• **Exercise requirements**: Retyping all the entries exactly is the whole task.

····················

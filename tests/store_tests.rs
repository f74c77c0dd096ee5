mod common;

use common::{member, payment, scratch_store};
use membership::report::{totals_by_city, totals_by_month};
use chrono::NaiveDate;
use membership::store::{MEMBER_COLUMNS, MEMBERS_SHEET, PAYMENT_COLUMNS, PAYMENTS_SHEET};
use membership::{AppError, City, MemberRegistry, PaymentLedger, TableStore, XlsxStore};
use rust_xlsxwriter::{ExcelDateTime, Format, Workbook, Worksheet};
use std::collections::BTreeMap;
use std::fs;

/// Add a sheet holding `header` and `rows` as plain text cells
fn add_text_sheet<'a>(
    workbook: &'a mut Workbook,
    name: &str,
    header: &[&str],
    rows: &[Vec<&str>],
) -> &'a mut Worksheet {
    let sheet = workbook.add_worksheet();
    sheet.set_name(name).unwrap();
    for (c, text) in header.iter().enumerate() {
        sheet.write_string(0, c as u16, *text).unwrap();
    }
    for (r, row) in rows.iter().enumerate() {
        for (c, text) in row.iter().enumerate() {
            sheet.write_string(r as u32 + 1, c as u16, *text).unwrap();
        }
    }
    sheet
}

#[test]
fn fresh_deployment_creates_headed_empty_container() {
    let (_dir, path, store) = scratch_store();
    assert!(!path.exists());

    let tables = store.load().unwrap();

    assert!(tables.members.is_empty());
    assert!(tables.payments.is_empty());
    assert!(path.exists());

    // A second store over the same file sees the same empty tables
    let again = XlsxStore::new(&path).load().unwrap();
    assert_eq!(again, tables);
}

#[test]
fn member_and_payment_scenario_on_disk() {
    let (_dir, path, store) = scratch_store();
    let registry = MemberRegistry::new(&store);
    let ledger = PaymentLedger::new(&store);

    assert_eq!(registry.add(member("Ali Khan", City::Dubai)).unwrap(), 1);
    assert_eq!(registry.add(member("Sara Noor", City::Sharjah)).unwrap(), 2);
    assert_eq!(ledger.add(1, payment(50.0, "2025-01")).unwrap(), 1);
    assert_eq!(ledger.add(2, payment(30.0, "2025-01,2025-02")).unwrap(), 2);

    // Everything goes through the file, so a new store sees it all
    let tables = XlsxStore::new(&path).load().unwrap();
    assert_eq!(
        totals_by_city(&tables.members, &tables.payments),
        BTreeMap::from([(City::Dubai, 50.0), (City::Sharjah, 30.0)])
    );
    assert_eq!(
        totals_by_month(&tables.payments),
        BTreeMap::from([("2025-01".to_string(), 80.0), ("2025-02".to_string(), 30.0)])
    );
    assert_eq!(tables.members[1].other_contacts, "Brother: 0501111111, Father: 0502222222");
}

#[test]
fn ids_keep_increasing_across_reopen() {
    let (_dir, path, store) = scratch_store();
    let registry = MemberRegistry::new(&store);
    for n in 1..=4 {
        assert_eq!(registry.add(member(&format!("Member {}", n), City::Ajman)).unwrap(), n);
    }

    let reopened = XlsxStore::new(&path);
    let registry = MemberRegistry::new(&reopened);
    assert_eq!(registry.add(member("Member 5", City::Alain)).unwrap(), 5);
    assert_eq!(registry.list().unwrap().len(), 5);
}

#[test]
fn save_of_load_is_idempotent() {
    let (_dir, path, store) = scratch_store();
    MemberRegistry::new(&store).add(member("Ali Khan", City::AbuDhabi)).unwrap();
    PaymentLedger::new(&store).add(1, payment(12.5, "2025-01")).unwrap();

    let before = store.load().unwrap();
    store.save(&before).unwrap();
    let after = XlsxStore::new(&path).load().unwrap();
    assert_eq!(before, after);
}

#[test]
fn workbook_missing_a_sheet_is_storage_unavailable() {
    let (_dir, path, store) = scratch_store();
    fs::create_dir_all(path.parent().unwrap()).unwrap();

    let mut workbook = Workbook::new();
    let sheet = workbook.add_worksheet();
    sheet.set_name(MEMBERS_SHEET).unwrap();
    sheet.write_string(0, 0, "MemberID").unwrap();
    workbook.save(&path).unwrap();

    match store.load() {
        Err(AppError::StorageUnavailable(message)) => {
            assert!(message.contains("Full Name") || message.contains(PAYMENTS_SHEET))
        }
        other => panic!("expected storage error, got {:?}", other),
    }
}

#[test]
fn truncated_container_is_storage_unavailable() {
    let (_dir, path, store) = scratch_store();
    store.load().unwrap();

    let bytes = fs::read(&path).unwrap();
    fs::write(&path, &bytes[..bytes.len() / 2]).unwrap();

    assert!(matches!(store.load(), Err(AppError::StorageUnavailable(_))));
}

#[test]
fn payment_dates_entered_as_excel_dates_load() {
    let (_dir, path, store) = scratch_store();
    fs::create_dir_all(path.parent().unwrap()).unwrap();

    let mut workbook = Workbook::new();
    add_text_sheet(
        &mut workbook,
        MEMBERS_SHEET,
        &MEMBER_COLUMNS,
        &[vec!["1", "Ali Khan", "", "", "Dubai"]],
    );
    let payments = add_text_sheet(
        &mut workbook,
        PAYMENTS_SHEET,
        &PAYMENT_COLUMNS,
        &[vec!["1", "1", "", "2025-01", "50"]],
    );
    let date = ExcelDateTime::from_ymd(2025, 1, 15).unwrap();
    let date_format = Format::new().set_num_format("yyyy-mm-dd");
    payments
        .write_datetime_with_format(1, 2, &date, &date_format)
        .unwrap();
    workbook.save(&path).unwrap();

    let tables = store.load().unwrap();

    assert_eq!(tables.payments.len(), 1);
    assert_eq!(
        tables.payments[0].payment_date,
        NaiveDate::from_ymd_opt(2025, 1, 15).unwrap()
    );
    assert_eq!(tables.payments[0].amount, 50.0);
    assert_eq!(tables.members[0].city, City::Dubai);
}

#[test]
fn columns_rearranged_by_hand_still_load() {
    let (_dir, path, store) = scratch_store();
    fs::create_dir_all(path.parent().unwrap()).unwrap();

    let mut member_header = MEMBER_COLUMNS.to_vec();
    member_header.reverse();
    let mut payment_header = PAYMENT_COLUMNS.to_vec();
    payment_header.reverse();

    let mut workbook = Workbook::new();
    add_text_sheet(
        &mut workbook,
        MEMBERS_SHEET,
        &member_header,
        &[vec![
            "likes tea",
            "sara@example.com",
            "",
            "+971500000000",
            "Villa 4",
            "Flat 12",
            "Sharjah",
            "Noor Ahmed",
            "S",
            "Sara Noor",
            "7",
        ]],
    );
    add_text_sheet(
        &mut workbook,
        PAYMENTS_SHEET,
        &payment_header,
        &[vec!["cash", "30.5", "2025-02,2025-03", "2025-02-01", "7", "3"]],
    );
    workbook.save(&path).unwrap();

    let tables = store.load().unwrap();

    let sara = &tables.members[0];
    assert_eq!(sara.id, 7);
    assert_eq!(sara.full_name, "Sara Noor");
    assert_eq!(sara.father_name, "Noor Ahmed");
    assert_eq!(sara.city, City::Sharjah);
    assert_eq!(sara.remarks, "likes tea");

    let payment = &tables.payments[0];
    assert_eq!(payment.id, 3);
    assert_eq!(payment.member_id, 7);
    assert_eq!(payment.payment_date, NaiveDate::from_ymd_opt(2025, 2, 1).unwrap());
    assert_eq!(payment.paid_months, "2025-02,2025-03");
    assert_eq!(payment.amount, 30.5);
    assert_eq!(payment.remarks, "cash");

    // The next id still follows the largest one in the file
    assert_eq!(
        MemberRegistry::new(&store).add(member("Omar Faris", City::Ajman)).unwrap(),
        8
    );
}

····················

• **Exercise result**:
filename tests/store_tests.rs
repository f74c77c0dd096ee5
mod common;

use common::{member, payment, scratch_store};
use membership::report::{totals_by_city, totals_by_month};
use chrono::NaiveDate;
use membership::store::{MEMBER_COLUMNS, MEMBERS_SHEET, PAYMENT_COLUMNS, PAYMENTS_SHEET};
use membership::{AppError, City, MemberRegistry, PaymentLedger, TableStore, XlsxStore};
use rust_xlsxwriter::{ExcelDateTime, Format, Workbook, Worksheet};
use std::collections::BTreeMap;
use std::fs;

/// Add a sheet holding `header` and `rows` as plain text cells
fn add_text_sheet<'a>(
    workbook: &'a mut Workbook,
    name: &str,
    header: &[&str],
    rows: &[Vec<&str>],
) -> &'a mut Worksheet {
    let sheet = workbook.add_worksheet();
    sheet.set_name(name).unwrap();
    for (c, text) in header.iter().enumerate() {
        sheet.write_string(0, c as u16, *text).unwrap();
    }
    for (r, row) in rows.iter().enumerate() {
        for (c, text) in row.iter().enumerate() {
            sheet.write_string(r as u32 + 1, c as u16, *text).unwrap();
        }
    }
    sheet
}

#[test]
fn fresh_deployment_creates_headed_empty_container() {
    let (_dir, path, store) = scratch_store();
    assert!(!path.exists());

    let tables = store.load().unwrap();

    assert!(tables.members.is_empty());
    assert!(tables.payments.is_empty());
    assert!(path.exists());

    // A second store over the same file sees the same empty tables
    let again = XlsxStore::new(&path).load().unwrap();
    assert_eq!(again, tables);
}

#[test]
fn member_and_payment_scenario_on_disk() {
    let (_dir, path, store) = scratch_store();
    let registry = MemberRegistry::new(&store);
    let ledger = PaymentLedger::new(&store);

    assert_eq!(registry.add(member("Ali Khan", City::Dubai)).unwrap(), 1);
    assert_eq!(registry.add(member("Sara Noor", City::Sharjah)).unwrap(), 2);
    assert_eq!(ledger.add(1, payment(50.0, "2025-01")).unwrap(), 1);
    assert_eq!(ledger.add(2, payment(30.0, "2025-01,2025-02")).unwrap(), 2);

    // Everything goes through the file, so a new store sees it all
    let tables = XlsxStore::new(&path).load().unwrap();
    assert_eq!(
        totals_by_city(&tables.members, &tables.payments),
        BTreeMap::from([(City::Dubai, 50.0), (City::Sharjah, 30.0)])
    );
    assert_eq!(
        totals_by_month(&tables.payments),
        BTreeMap::from([("2025-01".to_string(), 80.0), ("2025-02".to_string(), 30.0)])
    );
    assert_eq!(tables.members[1].other_contacts, "Brother: 0501111111, Father: 0502222222");
}

#[test]
fn ids_keep_increasing_across_reopen() {
    let (_dir, path, store) = scratch_store();
    let registry = MemberRegistry::new(&store);
    for n in 1..=4 {
        assert_eq!(registry.add(member(&format!("Member {}", n), City::Ajman)).unwrap(), n);
    }

    let reopened = XlsxStore::new(&path);
    let registry = MemberRegistry::new(&reopened);
    assert_eq!(registry.add(member("Member 5", City::Alain)).unwrap(), 5);
    assert_eq!(registry.list().unwrap().len(), 5);
}

#[test]
fn save_of_load_is_idempotent() {
    let (_dir, path, store) = scratch_store();
    MemberRegistry::new(&store).add(member("Ali Khan", City::AbuDhabi)).unwrap();
    PaymentLedger::new(&store).add(1, payment(12.5, "2025-01")).unwrap();

    let before = store.load().unwrap();
    store.save(&before).unwrap();
    let after = XlsxStore::new(&path).load().unwrap();
    assert_eq!(before, after);
}

#[test]
fn workbook_missing_a_sheet_is_storage_unavailable() {
    let (_dir, path, store) = scratch_store();
    fs::create_dir_all(path.parent().unwrap()).unwrap();

    let mut workbook = Workbook::new();
    let sheet = workbook.add_worksheet();
    sheet.set_name(MEMBERS_SHEET).unwrap();
    sheet.write_string(0, 0, "MemberID").unwrap();
    workbook.save(&path).unwrap();

    match store.load() {
        Err(AppError::StorageUnavailable(message)) => {
            assert!(message.contains("Full Name") || message.contains(PAYMENTS_SHEET))
        }
        other => panic!("expected storage error, got {:?}", other),
    }
}

#[test]
fn truncated_container_is_storage_unavailable() {
    let (_dir, path, store) = scratch_store();
    store.load().unwrap();

    let bytes = fs::read(&path).unwrap();
    fs::write(&path, &bytes[..bytes.len() / 2]).unwrap();

    assert!(matches!(store.load(), Err(AppError::StorageUnavailable(_))));
}

#[test]
fn payment_dates_entered_as_excel_dates_load() {
    let (_dir, path, store) = scratch_store();
    fs::create_dir_all(path.parent().unwrap()).unwrap();

    let mut workbook = Workbook::new();
    add_text_sheet(
        &mut workbook,
        MEMBERS_SHEET,
        &MEMBER_COLUMNS,
        &[vec!["1", "Ali Khan", "", "", "Dubai"]],
    );
    let payments = add_text_sheet(
        &mut workbook,
        PAYMENTS_SHEET,
        &PAYMENT_COLUMNS,
        &[vec!["1", "1", "", "2025-01", "50"]],
    );
    let date = ExcelDateTime::from_ymd(2025, 1, 15).unwrap();
    let date_format = Format::new().set_num_format("yyyy-mm-dd");
    payments
        .write_datetime_with_format(1, 2, &date, &date_format)
        .unwrap();
    workbook.save(&path).unwrap();

    let tables = store.load().unwrap();

    assert_eq!(tables.payments.len(), 1);
    assert_eq!(
        tables.payments[0].payment_date,
        NaiveDate::from_ymd_opt(2025, 1, 15).unwrap()
    );
    assert_eq!(tables.payments[0].amount, 50.0);
    assert_eq!(tables.members[0].city, City::Dubai);
}

#[test]
fn columns_rearranged_by_hand_still_load() {
    let (_dir, path, store) = scratch_store();
    fs::create_dir_all(path.parent().unwrap()).unwrap();

    let mut member_header = MEMBER_COLUMNS.to_vec();
    member_header.reverse();
    let mut payment_header = PAYMENT_COLUMNS.to_vec();
    payment_header.reverse();

    let mut workbook = Workbook::new();
    add_text_sheet(
        &mut workbook,
        MEMBERS_SHEET,
        &member_header,
        &[vec![
            "likes tea",
            "sara@example.com",
            "",
            "+971500000000",
            "Villa 4",
            "Flat 12",
            "Sharjah",
            "Noor Ahmed",
            "S",
            "Sara Noor",
            "7",
        ]],
    );
    add_text_sheet(
        &mut workbook,
        PAYMENTS_SHEET,
        &payment_header,
        &[vec!["cash", "30.5", "2025-02,2025-03", "2025-02-01", "7", "3"]],
    );
    workbook.save(&path).unwrap();

    let tables = store.load().unwrap();

    let sara = &tables.members[0];
    assert_eq!(sara.id, 7);
    assert_eq!(sara.full_name, "Sara Noor");
    assert_eq!(sara.father_name, "Noor Ahmed");
    assert_eq!(sara.city, City::Sharjah);
    assert_eq!(sara.remarks, "likes tea");

    let payment = &tables.payments[0];
    assert_eq!(payment.id, 3);
    assert_eq!(payment.member_id, 7);
    assert_eq!(payment.payment_date, NaiveDate::from_ymd_opt(2025, 2, 1).unwrap());
    assert_eq!(payment.paid_months, "2025-02,2025-03");
    assert_eq!(payment.amount, 30.5);
    assert_eq!(payment.remarks, "cash");

    // The next id still follows the largest one in the file
    assert_eq!(
        MemberRegistry::new(&store).add(member("Omar Faris", City::Ajman)).unwrap(),
        8
    );
}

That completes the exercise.